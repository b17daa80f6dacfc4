//! Free-text cleaning helpers shared by every conversion
//!
//! Spreadsheet cells are filled by hand: they carry manual numbering, bullet glyphs, stray
//! whitespace, and assorted spellings of "not applicable". These helpers map all of that
//! onto a small, predictable vocabulary:
//!
//! - [`clean`] turns empty or not-applicable values into the [`SENTINEL`]
//! - [`strip_enumeration`] drops one leading bullet or outline number
//! - [`split_list`] turns a delimited cell into a list of items
//! - [`parse_capability`] extracts a 0..=10 capability level, leniently
//! - [`fold_header`] is the comparison key for column headers

use once_cell::sync::Lazy;
use regex::Regex;
use unicode_normalization::char::is_combining_mark;
use unicode_normalization::UnicodeNormalization;

/// Placeholder for missing or not-applicable text fields.
pub const SENTINEL: &str = "-";

/// Values (compared case-insensitively, after trimming) that mean "no value".
pub const NOT_APPLICABLE: [&str; 6] = ["n/a", "na", "none", "null", "-", ""];

/// Glyphs accepted as list bullets.
pub const BULLETS: [char; 5] = ['-', '\u{2013}', '\u{2014}', '\u{2022}', '\u{00B7}'];

/// Highest capability level accepted by [`parse_capability`].
pub const MAX_CAPABILITY: u8 = 10;

static LEADING_BULLET: Lazy<Regex> =
    Lazy::new(|| Regex::new(r"^\s*[-\x{2013}\x{2014}\x{2022}\x{00B7}]\s*").unwrap());

// 1.  1.1)  01:  2 -  3.2.1.
static LEADING_OUTLINE: Lazy<Regex> = Lazy::new(|| {
    Regex::new(r"^\s*[0-9]+(?:\.[0-9]+)*[.)]?\s*[-\x{2013}\x{2014}:]?\s*").unwrap()
});

static LINE_BULLET: Lazy<Regex> =
    Lazy::new(|| Regex::new(r"(?m)^[ \t]*[-\x{2013}\x{2014}\x{2022}\x{00B7}][ \t]*").unwrap());

static LIST_DELIMITERS: Lazy<Regex> = Lazy::new(|| Regex::new(r"[\n;,]+").unwrap());

static LIST_DELIMITERS_WITH_BULLET: Lazy<Regex> =
    Lazy::new(|| Regex::new(r"[\n;,\x{2022}]+").unwrap());

static DIGIT_RUN: Lazy<Regex> = Lazy::new(|| Regex::new(r"[0-9]+").unwrap());

/// Whether `value` means "no value": empty, whitespace-only, or one of [`NOT_APPLICABLE`].
pub fn is_not_applicable(value: &str) -> bool {
    let lowered = value.trim().to_lowercase();
    NOT_APPLICABLE.contains(&lowered.as_str())
}

/// Normalizes a simple free-text field.
///
/// Absent, empty, whitespace-only, and not-applicable values become [`SENTINEL`];
/// anything else is returned trimmed and otherwise unchanged.
pub fn clean(value: Option<&str>) -> String {
    match value {
        Some(v) if !is_not_applicable(v) => v.trim().to_string(),
        _ => SENTINEL.to_string(),
    }
}

/// Removes one leading bullet marker or, failing that, one leading outline number.
///
/// The removal is not recursive: `"- 1. Foo"` becomes `"1. Foo"`. An empty result is
/// reported as [`SENTINEL`].
pub fn strip_enumeration(text: &str) -> String {
    let stripped = match LEADING_BULLET.find(text) {
        Some(m) => &text[m.end()..],
        None => match LEADING_OUTLINE.find(text) {
            Some(m) => &text[m.end()..],
            None => text,
        },
    };

    let stripped = stripped.trim();
    if stripped.is_empty() {
        SENTINEL.to_string()
    } else {
        stripped.to_string()
    }
}

/// How a delimited cell is split into items.
#[derive(Debug, Clone, Copy, PartialEq, Eq)]
pub enum ListStyle {
    /// Tool use-cases: `•` also separates items, duplicates are kept.
    UseCases,
    /// Tools referenced by an objective: duplicates are dropped, first occurrence wins.
    ToolRefs,
}

/// Splits a delimited free-text cell into its items.
///
/// Items are separated by newlines, `;` or `,` (and `•` for [`ListStyle::UseCases`]). A
/// leading bullet on each line is removed first; each item is then trimmed of whitespace
/// and dash/bullet glyphs, and empty items are dropped.
pub fn split_list(value: &str, style: ListStyle) -> Vec<String> {
    if is_not_applicable(value) {
        return Vec::new();
    }

    let debulleted = LINE_BULLET.replace_all(value.trim(), "");
    let delimiters = match style {
        ListStyle::UseCases => &*LIST_DELIMITERS_WITH_BULLET,
        ListStyle::ToolRefs => &*LIST_DELIMITERS,
    };

    let items = delimiters
        .split(&debulleted)
        .map(|piece| piece.trim_matches(|c: char| c.is_whitespace() || BULLETS.contains(&c)))
        .filter(|piece| !piece.is_empty())
        .map(str::to_string);

    match style {
        ListStyle::UseCases => items.collect(),
        ListStyle::ToolRefs => {
            let mut out: Vec<String> = Vec::new();
            for item in items {
                if !out.contains(&item) {
                    out.push(item);
                }
            }
            out
        }
    }
}

/// Extracts a capability level from free text.
///
/// The first run of ASCII digits anywhere in the value is read; it is returned only when
/// it lies in `0..=10`. Out-of-range, unparseable, and not-applicable values all yield
/// `None`.
pub fn parse_capability(value: &str) -> Option<u8> {
    if is_not_applicable(value) {
        return None;
    }

    let digits = DIGIT_RUN.find(value)?.as_str();
    match digits.parse::<u64>() {
        Ok(level) if level <= u64::from(MAX_CAPABILITY) => Some(level as u8),
        _ => None,
    }
}

/// Returns the last run of ASCII digits in `value`, if any.
pub fn last_digit_run(value: &str) -> Option<&str> {
    DIGIT_RUN.find_iter(value).last().map(|m| m.as_str())
}

/// Comparison key for column headers.
///
/// Accents are folded to their base letters (NFD, combining marks dropped), the text is
/// lowercased, and whitespace runs are collapsed to a single space.
pub fn fold_header(header: &str) -> String {
    let folded: String = header
        .nfd()
        .filter(|c| !is_combining_mark(*c))
        .collect::<String>()
        .to_lowercase();
    folded.split_whitespace().collect::<Vec<_>>().join(" ")
}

+ + + + +

EXERCISE:
Copy each line of the entries in which the string "piece" is found.

REPLY TO THE EXERCISE:
        .map(|piece| piece.trim_matches(|c: char| c.is_whitespace() || BULLETS.contains(&c)))
        .filter(|piece| !piece.is_empty())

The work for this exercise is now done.